15 Stern St Spring Valley 22-Unit Multifamily

Neighborhood occupancy remains high and renter demand is deep, according to CRE market data from WDSuite, suggesting stable leasing performance for well-managed assets in Spring Valley. These metrics reflect the surrounding neighborhood, not this specific property.

Overview

Located in Spring Valley’s Urban Core, the property benefits from a renter-driven location where the share of housing units that are renter-occupied is elevated at the neighborhood level (83.1%). This concentration typically supports a larger tenant base and steadier turnover management for multifamily operators.

Neighborhood occupancy is strong and has edged higher in recent years, placing the area in the top quartile nationally for occupied housing.

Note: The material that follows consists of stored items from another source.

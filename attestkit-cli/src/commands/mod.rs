//! Subcommand implementations.

pub mod conformance;
pub mod lookup;
pub mod verify;

use std::path::PathBuf;
use std::time::Duration;

use anyhow::Result;
use attestkit_core::metadata::{
    MetadataBlobTrustAnchorRepository, MetadataLoader, MetadataLoaderConfig,
};
use attestkit_core::ObjectConverter;
use clap::Args;

/// Where metadata comes from. Unset flags fall back to `ATTESTKIT_*` variables, then defaults.
#[derive(Args, Debug, Clone, Default)]
pub struct MetadataArgs {
    /// URL of the production MDS3 BLOB
    #[arg(long, value_name = "URL")]
    pub blob_url: Option<String>,

    /// Root certificate (PEM or DER) the BLOB must chain to
    #[arg(long, value_name = "PATH")]
    pub blob_root_cert: Option<PathBuf>,

    /// Conformance endpoint discovery URL
    #[arg(long, value_name = "URL")]
    pub endpoints_url: Option<String>,

    /// Conformance root certificate URL
    #[arg(long, value_name = "URL")]
    pub conformance_root_url: Option<String>,

    /// HTTP timeout in seconds
    #[arg(long, value_name = "SECS")]
    pub timeout: Option<u64>,
}

impl MetadataArgs {
    pub fn loader_config(&self) -> MetadataLoaderConfig {
        let mut config = MetadataLoaderConfig::from_env();
        if let Some(url) = &self.blob_url {
            config.blob_url = url.clone();
        }
        if let Some(path) = &self.blob_root_cert {
            config.blob_root_certificate = Some(path.clone());
        }
        if let Some(url) = &self.endpoints_url {
            config.endpoints_url = url.clone();
        }
        if let Some(url) = &self.conformance_root_url {
            config.conformance_root_certificate_url = url.clone();
        }
        if let Some(secs) = self.timeout {
            config.timeout = Duration::from_secs(secs);
        }
        config
    }

    pub fn loader(&self) -> Result<MetadataLoader> {
        Ok(MetadataLoader::new(self.loader_config(), ObjectConverter::new())?)
    }

    /// Production BLOB repository.
    pub async fn repository(&self) -> Result<MetadataBlobTrustAnchorRepository> {
        Ok(self.loader()?.load_trust_anchor_repository().await?)
    }
}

Within the New York–Jersey City–White Plains metro, this performance is competitive among 889 neighborhoods, indicating resilient absorption and limited downtime for vacant units when appropriately priced.

Everyday convenience is a local strength: cafes and pharmacies are dense relative to national benchmarks (both well above average), with grocery options also performing above national norms. Park and restaurant density scores are comparatively weaker, so on-site amenities and unit features can play a bigger role in retention.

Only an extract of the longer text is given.